_INSTRUCTIONS FOR THE TASK:_
Your reply should consist of the listing, copied exactly.

+ + +

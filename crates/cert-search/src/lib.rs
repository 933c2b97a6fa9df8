#![deny(missing_docs)]
#![doc = "Monotone error-bound search: the reusable doubling/bisection bracket, estimator capability and Euler–Maclaurin parameter selection."]

/// Doubling and bisection search for the smallest passing parameter.
pub mod bracket;
/// Euler–Maclaurin truncation parameters.
pub mod em;
/// The error-bound estimator capability.
pub mod estimator;

pub use bracket::{bracket_search, SearchLimits, SearchOutcome};
pub use em::{choose_em_params, choose_m, em_limit, em_tolerance, estimate_mag, EmParamOpts, EmParams};
pub use estimator::{BoundEstimator, GeometricTail, MagEstimate};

+ + +

_EXERCISE RESULT:_
filename crates/cert-search/src/lib.rs
repository 933c2b97a6fa9df8
#![deny(missing_docs)]
#![doc = "Monotone error-bound search: the reusable doubling/bisection bracket, estimator capability and Euler–Maclaurin parameter selection."]

/// Doubling and bisection search for the smallest passing parameter.
pub mod bracket;
/// Euler–Maclaurin truncation parameters.
pub mod em;
/// The error-bound estimator capability.
pub mod estimator;

pub use bracket::{bracket_search, SearchLimits, SearchOutcome};
pub use em::{choose_em_params, choose_m, em_limit, em_tolerance, estimate_mag, EmParamOpts, EmParams};
pub use estimator::{BoundEstimator, GeometricTail, MagEstimate};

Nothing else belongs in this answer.